Why should we narrow down FTAs to services? Besides the advantages cited above, the services sector is becoming the backbone of the Indian economy, and to a considerable extent has accounted for our rapid growth since the 1990s. The services sector grew at an average annual rate of 9%, contributing to nearly 60% of the overall growth rate of the economy. The growth of exports of services has been close to 20% per annum in the 1990s, making India a recognised global leader. Most of the exports were confined to information technology (IT) and business process outsourcing (BPO), but other sectors such as healthcare, education, financial services, retail, tourism, and entertainment possess tremendous potential which could be unleashed if some of these are exposed to outside demand and competition. In IT and BPO, India has already created awe in the global economy, and it has featured prominently as an issue in the run-up to the US Presidential elections.

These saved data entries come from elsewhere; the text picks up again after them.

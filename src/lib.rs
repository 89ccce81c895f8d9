//! Keepup - Declarative Task Runner
//!
//! Runs named groups of shell commands in ordered steps. Groups listed in
//! the same step run concurrently; steps run one after another. A group can
//! reuse the output of a group from an earlier step through
//! `{{ output.<group> }}` placeholders in its parameters.
//!
//! # Architecture
//!
//! The library is organized into three main modules:
//!
//! - [`config`]: Data structures and YAML loading for configurations
//! - [`execution`]: Step scheduler, group runner and output store
//! - [`logging`]: Log backend setup from configuration settings
//!
//! # Example
//!
//! ```rust,no_run
//! use keepup::config::load_config;
//! use keepup::execution::Engine;
//!
//! fn main() -> Result<(), Box<dyn std::error::Error>> {
//!     // Load a configuration from YAML
//!     let config = load_config("keepup.yml")?;
//!
//!     // Execute every step
//!     let mut engine = Engine::new(config);
//!     engine.run()?;
//!     Ok(())
//! }
//! ```

pub mod config;
pub mod execution;
pub mod logging;

// Re-export commonly used types
pub use config::{load_config, Config, Group, Step};
pub use execution::engine::{Engine, EngineError};

/// Library version
pub const VERSION: &str = env!("CARGO_PKG_VERSION");

/// Application name
pub const APP_NAME: &str = "keepup";

/// Commit hash baked in at build time, empty when not provided.
pub const GIT_SHA: &str = match option_env!("KEEPUP_GIT_SHA") {
    Some(sha) => sha,
    None => "",
};

#[cfg(test)]
mod tests {
    use super::*;

    #[test]
    fn test_library_version() {
        assert!(!VERSION.is_empty());
        assert!(VERSION.contains('.'));
    }

    #[test]
    fn test_app_name() {
        assert_eq!(APP_NAME, "keepup");
    }

    #[test]
    fn test_module_exports_group() {
        let group = Group::new("test", "echo").with_param("test");
        assert_eq!(group.name, "test");
        assert_eq!(group.command, "echo");
    }

    #[test]
    fn test_module_exports_config() {
        let config = Config::from_parts(vec![], vec![Step::new(["a"])]);
        assert!(config.groups.is_empty());
        assert_eq!(config.execution.len(), 1);
    }

    #[test]
    fn test_version_format() {
        let parts: Vec<&str> = VERSION.split('.').collect();
        assert!(parts.len() >= 2, "Version should have at least major.minor");
        for part in parts {
            assert!(part.parse::<u32>().is_ok(), "Version components should be numeric");
        }
    }
}
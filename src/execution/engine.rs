//! Step Execution Engine
//!
//! The core engine that drives a configuration's execution plan:
//! - Steps run strictly in order
//! - Groups within a step run concurrently, one thread each
//! - Every group in a step runs to completion before the step is judged
//! - The first failing step aborts the run

use std::path::PathBuf;
use std::sync::mpsc::channel;
use std::thread;
use std::time::Instant;

use log::{debug, error, info};
use thiserror::Error;

use crate::config::{Config, Group};

use super::group::{run_group, GroupContext, GroupError};
use super::output::OutputStore;
use super::registry::GroupRegistry;

/// Terminal error of a run.
#[derive(Debug, Error)]
pub enum EngineError {
    /// A step names a group that is not configured.
    #[error("group {0} not defined")]
    UndefinedGroup(String),

    /// One or more groups in a step failed. `step` is 1-based.
    #[error("step {step} failed")]
    StepFailed {
        step: usize,
        failures: Vec<GroupError>,
    },
}

/// Execution engine for a loaded configuration.
///
/// # Example
///
/// ```rust,no_run
/// use keepup::config::load_config;
/// use keepup::execution::Engine;
///
/// fn main() -> Result<(), Box<dyn std::error::Error>> {
///     let config = load_config("~/.config/keepup/keepup.yml")?;
///     let mut engine = Engine::new(config);
///     engine.run()?;
///     Ok(())
/// }
/// ```
pub struct Engine {
    config: Config,
    registry: GroupRegistry,
    outputs: OutputStore,
    dry_run: bool,
    working_dir: Option<PathBuf>,
}

impl Engine {
    /// Creates a new engine and indexes the configured groups.
    pub fn new(config: Config) -> Self {
        let registry = GroupRegistry::build(&config.groups);
        if registry.is_empty() {
            debug!("No groups configured");
        } else {
            debug!("Indexed {} groups", registry.len());
        }
        let dry_run = config.settings.dry_run;
        let working_dir = config.settings.working_dir.clone();

        Self {
            config,
            registry,
            outputs: OutputStore::new(),
            dry_run,
            working_dir,
        }
    }

    /// Enables or disables dry run mode.
    pub fn set_dry_run(&mut self, dry_run: bool) {
        self.dry_run = dry_run;
    }

    /// Sets the working directory for group processes.
    pub fn set_working_dir(&mut self, dir: impl Into<PathBuf>) {
        self.working_dir = Some(dir.into());
    }

    /// Captured outputs of the most recent run.
    pub fn outputs(&self) -> &OutputStore {
        &self.outputs
    }

    /// Executes every step in order.
    ///
    /// Each call starts from an empty output store, so placeholders only
    /// ever resolve against groups of the same run.
    ///
    /// # Returns
    ///
    /// * `Ok(())` - All steps completed and every group succeeded
    /// * `Err(EngineError::UndefinedGroup)` - A step referenced an unknown
    ///   group; none of that step's groups ran
    /// * `Err(EngineError::StepFailed)` - A group failed; later steps did not
    ///   start
    pub fn run(&mut self) -> Result<(), EngineError> {
        let start_time = Instant::now();
        self.outputs = OutputStore::new();

        if self.dry_run {
            info!("Mode: DRY RUN (commands will not execute)");
        }

        for (index, step) in self.config.execution.iter().enumerate() {
            let step_number = index + 1;
            info!("Starting step {}: {:?}", step_number, step.group);

            let groups = self.resolve_step(&step.group)?;
            let failures = self.run_step(&groups);

            if !failures.is_empty() {
                for failure in &failures {
                    error!("Error: {}", failure);
                }
                return Err(EngineError::StepFailed {
                    step: step_number,
                    failures,
                });
            }

            info!("Step {} completed successfully", step_number);
        }

        info!(
            "Execution completed: {} steps in {:.2?}",
            self.config.execution.len(),
            start_time.elapsed()
        );

        Ok(())
    }

    /// Looks up every group of a step before any of them starts.
    fn resolve_step(&self, names: &[String]) -> Result<Vec<&Group>, EngineError> {
        names
            .iter()
            .map(|name| {
                self.registry.lookup(name).ok_or_else(|| {
                    error!("Group '{}' is not defined", name);
                    EngineError::UndefinedGroup(name.clone())
                })
            })
            .collect()
    }

    /// Runs the groups of one step concurrently and waits for all of them.
    ///
    /// Returns the failures in completion order.
    fn run_step(&self, groups: &[&Group]) -> Vec<GroupError> {
        let ctx = GroupContext {
            global_env: &self.config.env,
            outputs: &self.outputs,
            working_dir: self.working_dir.as_ref(),
            dry_run: self.dry_run,
        };
        let ctx = &ctx;

        let (tx, rx) = channel();

        thread::scope(|scope| {
            for &group in groups {
                let tx = tx.clone();
                scope.spawn(move || {
                    if let Err(e) = run_group(group, ctx) {
                        // Receiver outlives the scope
                        let _ = tx.send(e);
                    }
                });
            }
        });
        drop(tx);

        rx.into_iter().collect()
    }
}
//! Sources of the base firmware image

use std::fs;
use std::path::{Path, PathBuf};

use log::debug;

use crate::RetrievalError;

/// An interface for fetching the base firmware image that configuration is added to.
///
/// Implementations do not retry, a failed fetch is returned to the caller as-is.
pub trait FirmwareSource {
    /// Returns a human readable description of where the image comes from
    fn location(&self) -> String;

    /// Fetches the raw bytes of the image
    fn fetch(&self) -> Result<Vec<u8>, RetrievalError>;

    /// Fetches the image as text, returning `RetrievalError::NotText` if it isn't UTF-8
    fn fetch_text(&self) -> Result<String, RetrievalError> {
        String::from_utf8(self.fetch()?).map_err(|_| RetrievalError::NotText)
    }
}

/// Reads the firmware image from a file
#[derive(Debug, Clone)]
pub struct FileSource {
    path: PathBuf,
}

impl FileSource {
    pub fn new<P: AsRef<Path>>(path: P) -> FileSource {
        FileSource {
            path: path.as_ref().to_path_buf(),
        }
    }
}

impl FirmwareSource for FileSource {
    fn location(&self) -> String {
        self.path.display().to_string()
    }

    fn fetch(&self) -> Result<Vec<u8>, RetrievalError> {
        debug!("Reading firmware image from {}", self.path.display());

        let data = fs::read(&self.path)?;

        debug!("Read {} bytes of firmware", data.len());

        Ok(data)
    }
}

/// A firmware image that is already in memory
#[derive(Debug, Clone, Default)]
pub struct MemorySource {
    data: Vec<u8>,
}

impl MemorySource {
    pub fn new<D: Into<Vec<u8>>>(data: D) -> MemorySource {
        MemorySource { data: data.into() }
    }
}

impl FirmwareSource for MemorySource {
    fn location(&self) -> String {
        format!("<memory, {} bytes>", self.data.len())
    }

    fn fetch(&self) -> Result<Vec<u8>, RetrievalError> {
        Ok(self.data.clone())
    }
}
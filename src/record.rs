//! Configuration records stored in the device's emulated EEPROM

/// Encoded length of a layout record
pub const LAYOUT_LEN: usize = 12;
/// Number of show slots in the settings record
pub const NUM_SHOWS: usize = 20;
/// Encoded length of a settings record
pub const SETTINGS_LEN: usize = NUM_SHOWS + 3;

/// Physical layout of the light components and their orientation.
///
/// The identifiers and flags are opaque to the encoder and are written as-is.
#[derive(Debug, Copy, Clone, Default, Eq, PartialEq)]
pub struct Layout {
    pub wing: u8,
    pub nose: u8,
    pub fuselage: u8,
    pub tail: u8,
    pub nav: u8,
    pub wing_reversed: u8,
    pub nose_reversed: u8,
    pub fuselage_reversed: u8,
    pub tail_reversed: u8,
    /// Non-zero when the nose and fuselage strips are wired as one
    pub nose_fuselage_joined: u8,
}

impl Layout {
    /// Encodes the layout record, prefixed with the big endian `version` tag
    pub fn encode(&self, version: u16) -> [u8; LAYOUT_LEN] {
        let [version_hi, version_lo] = version.to_be_bytes();

        [
            version_hi,
            version_lo,
            self.wing,
            self.nose,
            self.fuselage,
            self.tail,
            self.nav,
            self.wing_reversed,
            self.nose_reversed,
            self.fuselage_reversed,
            self.tail_reversed,
            self.nose_fuselage_joined,
        ]
    }
}

/// The selected show for each slot
#[derive(Debug, Copy, Clone, Default, Eq, PartialEq)]
pub struct Settings {
    pub shows: [u8; NUM_SHOWS],
}

impl Settings {
    /// Creates settings from the given `shows`.
    ///
    /// Slots without a value are set to zero and values beyond `NUM_SHOWS` are ignored.
    pub fn from_shows(shows: &[u8]) -> Settings {
        let mut settings = Settings::default();
        let len = shows.len().min(NUM_SHOWS);

        settings.shows[..len].copy_from_slice(&shows[..len]);
        settings
    }

    /// Encodes the settings record, prefixed with the big endian `version` tag.
    ///
    /// The final byte of the record is always zero.
    pub fn encode(&self, version: u16) -> [u8; SETTINGS_LEN] {
        let mut buf = [0u8; SETTINGS_LEN];

        buf[..2].copy_from_slice(&version.to_be_bytes());
        buf[2..2 + NUM_SHOWS].copy_from_slice(&self.shows);

        buf
    }
}

#[cfg(test)]
mod tests {
    use assert_hex::*;
    use hex_literal::hex;

    use super::*;
    use crate::device::CONFIG_VERSION;

    #[test]
    fn it_should_encode_layout() {
        let layout = Layout {
            wing: 1,
            nose: 2,
            fuselage: 3,
            tail: 4,
            nav: 5,
            ..Layout::default()
        };

        assert_eq_hex!(
            layout.encode(CONFIG_VERSION),
            [0x03, 0xAA, 1, 2, 3, 4, 5, 0, 0, 0, 0, 0]
        );
    }

    #[test]
    fn it_should_encode_layout_flags_after_ids() {
        let layout = Layout {
            wing_reversed: 1,
            tail_reversed: 1,
            nose_fuselage_joined: 0xFF,
            ..Layout::default()
        };

        assert_eq_hex!(
            layout.encode(0x1234),
            hex!("12 34 00 00 00 00 00 01 00 00 01 FF")
        );
    }

    #[test]
    fn it_should_encode_settings() {
        let settings = Settings::from_shows(&[7, 8, 9]);
        let buf = settings.encode(CONFIG_VERSION);

        assert_eq!(buf.len(), 23);
        assert_eq_hex!(&buf[..5], &[0x03, 0xAA, 7, 8, 9]);
        assert!(buf[5..].iter().all(|&b| b == 0));
    }

    #[test]
    fn it_should_ignore_extra_shows() {
        let shows: Vec<u8> = (1..=25).collect();
        let buf = Settings::from_shows(&shows).encode(CONFIG_VERSION);

        assert_eq!(buf[2 + NUM_SHOWS - 1], 20);
        assert_eq!(buf[SETTINGS_LEN - 1], 0);
    }
}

Another reason is that the WTO is not able to move fast on services especially on Mode 1 (Cross-border supply) and Mode 4 (Presence of natural persons), the two modes of interest to India. An FTA in services between India and the US will spur the EU, China and others to sign FTA in services with India and the US. In effect then, we will have achieved liberalisation of services de facto in a multilateral framework. But will the US and EU allow temporary reallocation of labour given the problems we are encountering with H1-B visa? The aim should be to carve out of restrictive immigration regimes greater scope for service delivery. We need to lobby along with the multinationals that also want to relocate their personnel abroad. But we should insist on the temporary nature of such immigration. With regard to Mode 1, India must seek to pre-empt potential protectionism by locking in the current open international trade regime. Then what are we waiting for to begin discussions on FTA with the US? We clearly have the upper hand. The US might, for a change, be defensive. This should be our first agenda after the November US elections.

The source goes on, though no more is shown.